[WHAT TO DO] Go through the data and count each line that has the string "audience". Give that count alone.

Collection entries
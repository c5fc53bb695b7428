//! Domain types shared across the cache, quota tracker, and orchestrator.

use crate::error::{EngineError, Result};
use chrono::{DateTime, NaiveDate, Utc};
use serde::{Deserialize, Serialize};
use std::fmt;
use uuid::Uuid;

/// Versioned cache key derived deterministically from a [`ResearchContext`].
#[derive(Debug, Clone, PartialEq, Eq, Hash, Serialize, Deserialize)]
pub struct CacheKey(String);

impl CacheKey {
    pub fn as_str(&self) -> &str {
        &self.0
    }
}

impl fmt::Display for CacheKey {
    fn fmt(&self, f: &mut fmt::Formatter<'_>) -> fmt::Result {
        f.write_str(&self.0)
    }
}

/// Immutable description of one research request.
///
/// Two contexts that differ only in field casing or tag-list order
/// produce the same [`CacheKey`].
#[derive(Debug, Clone, PartialEq, Serialize, Deserialize)]
pub struct ResearchContext {
    pub industry: String,
    pub audience: String,
    pub pain_points: Vec<String>,
    pub product_categories: Vec<String>,
    pub business_type: String,
}

impl ResearchContext {
    /// Validate caller input. Industry and audience are mandatory.
    pub fn validate(&self) -> Result<()> {
        if self.industry.trim().is_empty() {
            return Err(EngineError::InvalidContext(
                "industry must not be empty".to_string(),
            ));
        }
        if self.audience.trim().is_empty() {
            return Err(EngineError::InvalidContext(
                "audience must not be empty".to_string(),
            ));
        }
        Ok(())
    }

    /// Deterministic cache key over the canonical form of this context.
    pub fn cache_key(&self) -> CacheKey {
        let mut pains: Vec<String> = self
            .pain_points
            .iter()
            .map(|p| p.trim().to_lowercase())
            .collect();
        pains.sort();

        let mut categories: Vec<String> = self
            .product_categories
            .iter()
            .map(|c| c.trim().to_lowercase())
            .collect();
        categories.sort();

        let canonical = format!(
            "{}|{}|{}|{}|{}",
            self.industry.trim().to_lowercase(),
            self.audience.trim().to_lowercase(),
            self.business_type.trim().to_lowercase(),
            pains.join(","),
            categories.join(","),
        );

        let digest = blake3::hash(canonical.as_bytes());
        CacheKey(format!("research:v1:{}", digest.to_hex()))
    }
}

/// One trending term reported by a trends provider.
#[derive(Debug, Clone, PartialEq, Serialize, Deserialize)]
pub struct TrendTerm {
    pub term: String,
    /// Relative momentum, higher is rising faster.
    pub momentum: f32,
}

#[derive(Debug, Clone, PartialEq, Default, Serialize, Deserialize)]
pub struct TrendData {
    pub terms: Vec<TrendTerm>,
}

#[derive(Debug, Clone, PartialEq, Serialize, Deserialize)]
pub struct PainPoint {
    pub theme: String,
    pub quote: Option<String>,
    pub frequency: u32,
}

#[derive(Debug, Clone, PartialEq, Serialize, Deserialize)]
pub struct ContentGap {
    pub topic: String,
    pub search_volume: Option<u64>,
    pub difficulty: Option<f32>,
}

#[derive(Debug, Clone, PartialEq, Serialize, Deserialize)]
pub struct CompetitorInsight {
    pub competitor: String,
    pub angle: String,
    pub url: Option<String>,
}

/// The partial result one provider contributes to a research run.
#[derive(Debug, Clone, PartialEq, Default, Serialize, Deserialize)]
pub struct ProviderFindings {
    pub trends: Option<TrendData>,
    pub pain_points: Option<Vec<PainPoint>>,
    pub content_gaps: Option<Vec<ContentGap>>,
    pub competitor_insights: Option<Vec<CompetitorInsight>>,
}

impl ProviderFindings {
    /// Total number of items fetched, used for ledger accounting.
    pub fn rows(&self) -> u32 {
        let trends = self.trends.as_ref().map_or(0, |t| t.terms.len());
        let pains = self.pain_points.as_ref().map_or(0, |p| p.len());
        let gaps = self.content_gaps.as_ref().map_or(0, |g| g.len());
        let competitors = self.competitor_insights.as_ref().map_or(0, |c| c.len());
        (trends + pains + gaps + competitors) as u32
    }

    pub fn is_empty(&self) -> bool {
        self.rows() == 0
            && self.trends.is_none()
            && self.pain_points.is_none()
            && self.content_gaps.is_none()
            && self.competitor_insights.is_none()
    }
}

/// Why a provider did or did not contribute to a result.
#[derive(Debug, Clone, Copy, PartialEq, Eq, Serialize, Deserialize)]
#[serde(rename_all = "snake_case")]
pub enum SourceStatus {
    Contributed,
    SkippedQuota,
    Failed,
    TimedOut,
    LedgerError,
}

/// Provenance entry: one per configured provider per run.
#[derive(Debug, Clone, PartialEq, Serialize, Deserialize)]
pub struct SourceRecord {
    pub provider: String,
    pub status: SourceStatus,
}

/// Merged output of one research run. Partial by design: absent
/// sub-results mean the corresponding providers did not contribute,
/// which callers detect via [`ResearchResult::sources`].
#[derive(Debug, Clone, PartialEq, Serialize, Deserialize)]
pub struct ResearchResult {
    pub run_id: Uuid,
    pub context_key: CacheKey,
    pub trends: Option<TrendData>,
    pub pain_points: Option<Vec<PainPoint>>,
    pub content_gaps: Option<Vec<ContentGap>>,
    pub competitor_insights: Option<Vec<CompetitorInsight>>,
    pub sources: Vec<SourceRecord>,
    pub generated_at: DateTime<Utc>,
}

impl ResearchResult {
    pub fn new(run_id: Uuid, context_key: CacheKey) -> Self {
        Self {
            run_id,
            context_key,
            trends: None,
            pain_points: None,
            content_gaps: None,
            competitor_insights: None,
            sources: Vec::new(),
            generated_at: Utc::now(),
        }
    }

    /// Fold one provider's findings into the merged result.
    pub fn absorb(&mut self, findings: ProviderFindings) {
        if let Some(trends) = findings.trends {
            self.trends
                .get_or_insert_with(TrendData::default)
                .terms
                .extend(trends.terms);
        }
        if let Some(pains) = findings.pain_points {
            self.pain_points.get_or_insert_with(Vec::new).extend(pains);
        }
        if let Some(gaps) = findings.content_gaps {
            self.content_gaps.get_or_insert_with(Vec::new).extend(gaps);
        }
        if let Some(competitors) = findings.competitor_insights {
            self.competitor_insights
                .get_or_insert_with(Vec::new)
                .extend(competitors);
        }
    }

    /// Names of providers that actually contributed data.
    pub fn contributing_providers(&self) -> Vec<&str> {
        self.sources
            .iter()
            .filter(|s| s.status == SourceStatus::Contributed)
            .map(|s| s.provider.as_str())
            .collect()
    }

    /// True when every configured provider contributed.
    pub fn is_complete(&self) -> bool {
        !self.sources.is_empty()
            && self
                .sources
                .iter()
                .all(|s| s.status == SourceStatus::Contributed)
    }
}

/// One row in the provider call ledger. Append-only.
#[derive(Debug, Clone, PartialEq, Serialize, Deserialize)]
pub struct ProviderCallRecord {
    pub id: Uuid,
    pub provider: String,
    pub call_type: String,
    pub rows_fetched: u32,
    pub latency_ms: u64,
    pub success: bool,
    pub error: Option<String>,
    pub run_id: Uuid,
    pub timestamp: DateTime<Utc>,
}

/// Severity tier for a provider's daily quota consumption.
#[derive(Debug, Clone, Copy, PartialEq, Eq, PartialOrd, Ord, Serialize, Deserialize)]
#[serde(rename_all = "snake_case")]
pub enum QuotaLevel {
    Healthy,
    Warning,
    Critical,
    Exceeded,
}

impl QuotaLevel {
    /// Classify a usage fraction against warning/critical thresholds.
    pub fn classify(fraction: f32, warning: f32, critical: f32) -> Self {
        if fraction >= 1.0 {
            QuotaLevel::Exceeded
        } else if fraction >= critical {
            QuotaLevel::Critical
        } else if fraction >= warning {
            QuotaLevel::Warning
        } else {
            QuotaLevel::Healthy
        }
    }
}

/// Per-provider, per-day quota aggregate.
#[derive(Debug, Clone, PartialEq, Serialize, Deserialize)]
pub struct QuotaStatus {
    pub provider: String,
    pub date: NaiveDate,
    pub daily_limit: u32,
    pub used_today: u32,
    pub remaining: u32,
    pub percent_used: f32,
    pub level: QuotaLevel,
    pub last_alert_sent: Option<DateTime<Utc>>,
}

/// One day of aggregated ledger history.
#[derive(Debug, Clone, PartialEq, Serialize, Deserialize)]
pub struct DailyUsage {
    pub date: NaiveDate,
    pub calls: u32,
    pub rows_fetched: u64,
    pub failures: u32,
}

/// Snapshot of the cache counters.
///
/// Hit rates share a single denominator: `total_requests`, the number of
/// `get` calls observed. `api_calls_saved` counts one per hit in any tier,
/// so `api_calls_saved == memory_hits + remote_hits + durable_hits`.
#[derive(Debug, Clone, Copy, PartialEq, Eq, Default, Serialize, Deserialize)]
pub struct CacheStats {
    pub memory_hits: u64,
    pub remote_hits: u64,
    pub durable_hits: u64,
    pub misses: u64,
    pub api_calls_saved: u64,
    pub total_requests: u64,
}

impl CacheStats {
    pub fn hits(&self) -> u64 {
        self.memory_hits + self.remote_hits + self.durable_hits
    }

    pub fn hit_rate(&self) -> f64 {
        if self.total_requests == 0 {
            0.0
        } else {
            self.hits() as f64 / self.total_requests as f64
        }
    }

    pub fn tier_hit_rate(&self, tier_hits: u64) -> f64 {
        if self.total_requests == 0 {
            0.0
        } else {
            tier_hits as f64 / self.total_requests as f64
        }
    }
}

#[cfg(test)]
mod tests {
    use super::*;
    use proptest::prelude::*;

    fn context() -> ResearchContext {
        ResearchContext {
            industry: "Home Fitness".to_string(),
            audience: "busy parents".to_string(),
            pain_points: vec!["no time".to_string(), "no space".to_string()],
            product_categories: vec!["equipment".to_string(), "apps".to_string()],
            business_type: "d2c".to_string(),
        }
    }

    #[test]
    fn test_cache_key_ignores_tag_order_and_case() {
        let a = context();
        let mut b = context();
        b.pain_points.reverse();
        b.product_categories.reverse();
        b.industry = "HOME FITNESS".to_string();

        assert_eq!(a.cache_key(), b.cache_key());
    }

    #[test]
    fn test_cache_key_distinguishes_contexts() {
        let a = context();
        let mut b = context();
        b.audience = "college students".to_string();

        assert_ne!(a.cache_key(), b.cache_key());
    }

    #[test]
    fn test_validate_rejects_empty_fields() {
        let mut ctx = context();
        ctx.industry = "  ".to_string();
        assert!(ctx.validate().is_err());

        let mut ctx = context();
        ctx.audience = String::new();
        assert!(ctx.validate().is_err());

        assert!(context().validate().is_ok());
    }

    #[test]
    fn test_quota_level_thresholds() {
        assert_eq!(QuotaLevel::classify(0.0, 0.8, 0.9), QuotaLevel::Healthy);
        assert_eq!(QuotaLevel::classify(0.79, 0.8, 0.9), QuotaLevel::Healthy);
        assert_eq!(QuotaLevel::classify(0.8, 0.8, 0.9), QuotaLevel::Warning);
        assert_eq!(QuotaLevel::classify(0.9, 0.8, 0.9), QuotaLevel::Critical);
        assert_eq!(QuotaLevel::classify(1.0, 0.8, 0.9), QuotaLevel::Exceeded);
        assert_eq!(QuotaLevel::classify(1.5, 0.8, 0.9), QuotaLevel::Exceeded);
    }

    #[test]
    fn test_absorb_merges_sub_results() {
        let mut result = ResearchResult::new(Uuid::new_v4(), context().cache_key());

        result.absorb(ProviderFindings {
            trends: Some(TrendData {
                terms: vec![TrendTerm {
                    term: "kettlebell".to_string(),
                    momentum: 1.4,
                }],
            }),
            ..Default::default()
        });
        result.absorb(ProviderFindings {
            trends: Some(TrendData {
                terms: vec![TrendTerm {
                    term: "resistance bands".to_string(),
                    momentum: 0.9,
                }],
            }),
            pain_points: Some(vec![PainPoint {
                theme: "no time".to_string(),
                quote: None,
                frequency: 12,
            }]),
            ..Default::default()
        });

        assert_eq!(result.trends.as_ref().unwrap().terms.len(), 2);
        assert_eq!(result.pain_points.as_ref().unwrap().len(), 1);
        assert!(result.content_gaps.is_none());
    }

    #[test]
    fn test_stats_invariants() {
        let stats = CacheStats {
            memory_hits: 3,
            remote_hits: 2,
            durable_hits: 1,
            misses: 4,
            api_calls_saved: 6,
            total_requests: 10,
        };

        assert_eq!(stats.hits() + stats.misses, stats.total_requests);
        assert_eq!(stats.api_calls_saved, stats.hits());
        assert!((stats.hit_rate() - 0.6).abs() < f64::EPSILON);
        assert!((stats.tier_hit_rate(stats.memory_hits) - 0.3).abs() < f64::EPSILON);
    }

    proptest! {
        #[test]
        fn prop_cache_key_is_order_and_case_insensitive(
            mut tags in proptest::collection::vec("[a-zA-Z ]{1,12}", 0..6),
            seed in 0usize..6,
        ) {
            let base = ResearchContext {
                industry: "retail".to_string(),
                audience: "shoppers".to_string(),
                pain_points: tags.clone(),
                product_categories: vec![],
                business_type: "b2c".to_string(),
            };

            let rotation = seed % tags.len().max(1);
            tags.rotate_left(rotation);
            let permuted = ResearchContext {
                pain_points: tags.iter().map(|t| t.to_uppercase()).collect(),
                ..base.clone()
            };

            prop_assert_eq!(base.cache_key(), permuted.cache_key());
        }
    }
}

[TASK RESULT] 9